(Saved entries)
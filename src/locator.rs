/// Locator for marked sections in the knowledge-base document.
///
/// A section is any heading followed within a bounded window by an HTML
/// comment marker of the form `<!-- LEARNINGS:lowercase-hyphen-token -->`.
/// The marker line is the insertion anchor; the nearest heading above it
/// gives the section its name. Several markers may sit under one heading,
/// each yielding its own section.
use regex::Regex;
use tracing::warn;

use crate::model::Section;

/// How many lines above a marker to search for its governing heading.
const HEADING_LOOKBACK: usize = 19;

/// Scan the document for section markers, in document order.
///
/// A marker with no heading within the lookback window is skipped with a
/// warning log; it is authoring noise, not a fatal condition.
pub fn locate_sections(content: &str) -> Vec<Section> {
    let marker_re = Regex::new(r"<!-- LEARNINGS:([a-z-]+) -->").expect("valid regex");

    let lines: Vec<&str> = content.lines().collect();
    let mut sections = Vec::new();

    for (idx, line) in lines.iter().enumerate() {
        let Some(caps) = marker_re.captures(line) else {
            continue;
        };
        let marker = caps[1].to_string();

        let window_start = idx.saturating_sub(HEADING_LOOKBACK);
        let heading = lines[window_start..idx]
            .iter()
            .enumerate()
            .rev()
            .find(|(_, l)| l.starts_with('#'))
            .map(|(offset, l)| {
                (window_start + offset + 1, l.trim_matches('#').trim().to_string())
            });

        match heading {
            Some((heading_line, name)) => sections.push(Section {
                name,
                marker,
                anchor_line: idx + 1,
                heading_line,
            }),
            None => warn!(
                line = idx + 1,
                marker = %marker,
                "marker has no heading within the lookback window, ignoring"
            ),
        }
    }

    sections
}
//! Outbound chat abstractions (Discord today).

pub mod port;
pub mod types;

> [REQUIREMENT]:
Would you print all of the records exactly as they were given?

> [OUTPUT FOR THIS EXERCISE]:
filename src/locator.rs
/// Locator for marked sections in the knowledge-base document.
///
/// A section is any heading followed within a bounded window by an HTML
/// comment marker of the form `<!-- LEARNINGS:lowercase-hyphen-token -->`.
/// The marker line is the insertion anchor; the nearest heading above it
/// gives the section its name. Several markers may sit under one heading,
/// each yielding its own section.
use regex::Regex;
use tracing::warn;

use crate::model::Section;

/// How many lines above a marker to search for its governing heading.
const HEADING_LOOKBACK: usize = 19;

/// Scan the document for section markers, in document order.
///
/// A marker with no heading within the lookback window is skipped with a
/// warning log; it is authoring noise, not a fatal condition.
pub fn locate_sections(content: &str) -> Vec<Section> {
    let marker_re = Regex::new(r"<!-- LEARNINGS:([a-z-]+) -->").expect("valid regex");

    let lines: Vec<&str> = content.lines().collect();
    let mut sections = Vec::new();

    for (idx, line) in lines.iter().enumerate() {
        let Some(caps) = marker_re.captures(line) else {
            continue;
        };
        let marker = caps[1].to_string();

        let window_start = idx.saturating_sub(HEADING_LOOKBACK);
        let heading = lines[window_start..idx]
            .iter()
            .enumerate()
            .rev()
            .find(|(_, l)| l.starts_with('#'))
            .map(|(offset, l)| {
                (window_start + offset + 1, l.trim_matches('#').trim().to_string())
            });

        match heading {
            Some((heading_line, name)) => sections.push(Section {
                name,
                marker,
                anchor_line: idx + 1,
                heading_line,
            }),
            None => warn!(
                line = idx + 1,
                marker = %marker,
                "marker has no heading within the lookback window, ignoring"
            ),
        }
    }

    sections
}
//! Outbound chat abstractions (Discord today).

pub mod port;
pub mod types;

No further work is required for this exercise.